Bem, se eu simplesmente ir na interface, fornecer a nova imagem, ele vai funcionar? Provavelmente, mas talvez não é a maneira que dê menos trabalho. A atualização pode preservar as configurações mas não os programas instalados. Se você tem disco raiz em unidade externa, a encrenca é ainda maior. Quem usa WDS para conectar dois segmentos de rede via wireless também pode ter que fazer um pequeno ajuste nos clientes, já que o BB não muda o SSID com múltiplos SID.

Mas eu nunca instalei um programa! OK, use a interface web e provavelmente todas as configurações serão migradas sem problemas. Mas faça o backup antes! Caso contrário, continue lendo.

Em primeiro lugar, precisamos do plano de retorno caso a nova versão não se comporte como o esperado. Faça um backup geral do seu sistema. Sugiro três coisas diferentes: backup gerado pelo openwrt, lista de pacotes instalados e todos os arquivos do overlay.

A primeira e mais simples é o backup que pode ser gerado pela interface WEB do OpenWRT. Este é obtido na mesma página de atualização de firmware do seu roteador. Ele contém uma seleção prévia de várias configurações, inclusive tudo que está em /etc/config. Contudo, o backup não irá manter outros arquivos modificados em /etc ou em outro lugar. Por exemplo, se você fez alguma modificação no /etc/dnsmasq.conf, ele não será preservado pois este arquivo não está selecionado para ser copiado. Se criou um script em /bin ou para os botões em /etc/hotplug.d/button, ele não será preservado. Para incluir estes e outros casos, informe o caminho destes arquivos extras em /etc/sysupgrade.conf. Na interface WEB também tem a edição deste arquivo, no mesmo local da atualização da firmware, na parte de configuração. Gere um arquivo de backup novo e verifique se tudo que você quer está lá dentro. Somente estes arquivos serão preservados em um upgrade.
Dica: olhe todo o conteúdo em /overlay. Ele terá tudo o que foi modificado. Cuide principalmente dos arquivos em /etc.
Porém, o backup do openwrt não é feito para guardar os programas instalados. Ele se limita a scripts, dados e arquivos de configuração pré-configurados e os listados em /etc/sysupgrade.conf. Programas instalados por pacotes devem ser reinstalados manualmente. Por isto a próxima sugestão.

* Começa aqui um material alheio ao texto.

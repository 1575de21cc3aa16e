//! Application configuration structs
//!
//! Loads configuration from environment variables and an optional .env file.

use serde::Deserialize;
use std::env;

/// Main application configuration
#[derive(Debug, Clone, Deserialize)]
pub struct AppConfig {
    pub app: AppSettings,
    pub api: ServerConfig,
    pub database: DatabaseConfig,
    pub redis: RedisConfig,
    pub cache: CacheConfig,
}

/// General application settings
#[derive(Debug, Clone, Deserialize)]
pub struct AppSettings {
    #[serde(default = "default_app_name")]
    pub name: String,
    #[serde(default = "default_env")]
    pub env: Environment,
}

/// Environment type
#[derive(Debug, Clone, Copy, PartialEq, Eq, Deserialize, Default)]
#[serde(rename_all = "lowercase")]
pub enum Environment {
    #[default]
    Development,
    Staging,
    Production,
}

impl Environment {
    #[must_use]
    pub fn is_production(&self) -> bool {
        matches!(self, Self::Production)
    }

    #[must_use]
    pub fn is_development(&self) -> bool {
        matches!(self, Self::Development)
    }
}

/// HTTP server configuration
#[derive(Debug, Clone, Deserialize)]
pub struct ServerConfig {
    #[serde(default = "default_host")]
    pub host: String,
    pub port: u16,
}

impl ServerConfig {
    #[must_use]
    pub fn address(&self) -> String {
        format!("{}:{}", self.host, self.port)
    }
}

/// Database configuration
#[derive(Debug, Clone, Deserialize)]
pub struct DatabaseConfig {
    pub url: String,
    #[serde(default = "default_max_connections")]
    pub max_connections: u32,
    #[serde(default = "default_min_connections")]
    pub min_connections: u32,
}

/// Redis configuration
#[derive(Debug, Clone, Deserialize)]
pub struct RedisConfig {
    pub url: String,
    #[serde(default = "default_redis_max_connections")]
    pub max_connections: u32,
}

/// Message cache configuration
#[derive(Debug, Clone, Deserialize)]
pub struct CacheConfig {
    /// How many of the newest messages the cache keeps
    #[serde(default = "default_cache_capacity")]
    pub capacity: usize,
    /// Deadline for a single cache operation, in milliseconds
    #[serde(default = "default_cache_op_timeout_ms")]
    pub op_timeout_ms: u64,
}

impl Default for CacheConfig {
    fn default() -> Self {
        Self {
            capacity: default_cache_capacity(),
            op_timeout_ms: default_cache_op_timeout_ms(),
        }
    }
}

// Default value functions
fn default_app_name() -> String {
    "relay".to_string()
}

fn default_env() -> Environment {
    Environment::Development
}

fn default_host() -> String {
    "127.0.0.1".to_string()
}

fn default_max_connections() -> u32 {
    20
}

fn default_min_connections() -> u32 {
    5
}

fn default_redis_max_connections() -> u32 {
    10
}

fn default_cache_capacity() -> usize {
    10
}

fn default_cache_op_timeout_ms() -> u64 {
    250
}

impl AppConfig {
    /// Load configuration from environment variables
    ///
    /// # Errors
    /// Returns an error if required environment variables are missing
    pub fn from_env() -> Result<Self, ConfigError> {
        // Load .env file if present (ignore errors if not found)
        let _ = dotenvy::dotenv();

        Ok(Self {
            app: AppSettings {
                name: env::var("APP_NAME").unwrap_or_else(|_| default_app_name()),
                env: env::var("APP_ENV")
                    .ok()
                    .and_then(|s| match s.to_lowercase().as_str() {
                        "production" => Some(Environment::Production),
                        "staging" => Some(Environment::Staging),
                        "development" => Some(Environment::Development),
                        _ => None,
                    })
                    .unwrap_or_default(),
            },
            api: ServerConfig {
                host: env::var("API_HOST").unwrap_or_else(|_| default_host()),
                port: env::var("API_PORT")
                    .ok()
                    .and_then(|s| s.parse().ok())
                    .ok_or(ConfigError::MissingVar("API_PORT"))?,
            },
            database: DatabaseConfig {
                url: env::var("DATABASE_URL").map_err(|_| ConfigError::MissingVar("DATABASE_URL"))?,
                max_connections: env::var("DATABASE_MAX_CONNECTIONS")
                    .ok()
                    .and_then(|s| s.parse().ok())
                    .unwrap_or_else(default_max_connections),
                min_connections: env::var("DATABASE_MIN_CONNECTIONS")
                    .ok()
                    .and_then(|s| s.parse().ok())
                    .unwrap_or_else(default_min_connections),
            },
            redis: RedisConfig {
                url: env::var("REDIS_URL").map_err(|_| ConfigError::MissingVar("REDIS_URL"))?,
                max_connections: env::var("REDIS_MAX_CONNECTIONS")
                    .ok()
                    .and_then(|s| s.parse().ok())
                    .unwrap_or_else(default_redis_max_connections),
            },
            cache: CacheConfig {
                capacity: env::var("CACHE_CAPACITY")
                    .ok()
                    .and_then(|s| s.parse().ok())
                    .unwrap_or_else(default_cache_capacity),
                op_timeout_ms: env::var("CACHE_OP_TIMEOUT_MS")
                    .ok()
                    .and_then(|s| s.parse().ok())
                    .unwrap_or_else(default_cache_op_timeout_ms),
            },
        })
    }
}

/// Configuration errors
#[derive(Debug, thiserror::Error)]
pub enum ConfigError {
    #[error("Missing required environment variable: {0}")]
    MissingVar(&'static str),

    #[error("Invalid value for {0}: {1}")]
    InvalidValue(&'static str, String),
}
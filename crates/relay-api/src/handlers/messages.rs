//! Message handlers
//!
//! Endpoints for message operations.

use axum::{extract::State, Json};
use relay_service::{CreateMessageRequest, MessageListResponse, MessageResponse, MessageService};

use crate::extractors::{Pagination, ValidatedJson};
use crate::response::{ApiResult, Created};
use crate::state::AppState;

/// List messages, newest first
///
/// GET /messages
pub async fn list_messages(
    State(state): State<AppState>,
    pagination: Pagination,
) -> ApiResult<Json<MessageListResponse>> {
    let service = MessageService::new(state.service_context());
    let messages = service
        .list_page(pagination.page, pagination.page_size)
        .await?;
    Ok(Json(MessageListResponse { messages }))
}

/// Create message
///
/// POST /messages
pub async fn create_message(
    State(state): State<AppState>,
    ValidatedJson(request): ValidatedJson<CreateMessageRequest>,
) -> ApiResult<Created<Json<MessageResponse>>> {
    let service = MessageService::new(state.service_context());
    let response = service.create_message(request).await?;
    Ok(Created(Json(response)))
}
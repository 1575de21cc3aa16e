//! Error handling utilities for repositories

use relay_core::error::DomainError;
use sqlx::Error as SqlxError;
use uuid::Uuid;

/// Convert SQLx error to DomainError
pub fn map_db_error(e: SqlxError) -> DomainError {
    DomainError::DatabaseError(e.to_string())
}

/// Map a reaction insert failure: the (message, user) uniqueness constraint
/// surfaces as a conflict, a broken message reference as "not found".
pub fn map_reaction_insert_error(e: SqlxError, message_id: Uuid) -> DomainError {
    if let Some(db_err) = e.as_database_error() {
        if db_err.is_unique_violation() {
            return DomainError::ReactionAlreadyExists;
        }
        if db_err.is_foreign_key_violation() {
            return DomainError::MessageNotFound(message_id);
        }
    }
    DomainError::DatabaseError(e.to_string())
}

A segunda sugestão é gerar uma listagem de todos os pacotes instalados. Ela será usada de referência para reinstalar todos os seus programas. Como os programas não serão preservados (somente suas configurações e se estiverem no backup) você terá que reinstalá-los. Em geral, é uma meia dúzia de programas. A lista dos pacotes instalados pode ser obtido pela interface web ou pelo comando "opkg list-installed". Contudo, eu prefiro observar o diretório /overlay/usr/lib/opkg/info. Como cada pacote instalado cria um arquivo de controle neste diretório e o /overlay terá somente os arquivos modificados, você terá ao menos um arquivo por novo pacote instalado. O comando abaixo lista todos estes pacotes instalados após a gravação da firmware:
find /overlay/usr/lib/opkg/info/ -name '*.control' -exec basename {} \; | sed -e 's/\.control$//' | sort
Em geral, se não souber para que serve, ignore as bibliotecas (lib*). Elas serão instaladas automaticamente quando os pacotes que dependem delas forem instalados.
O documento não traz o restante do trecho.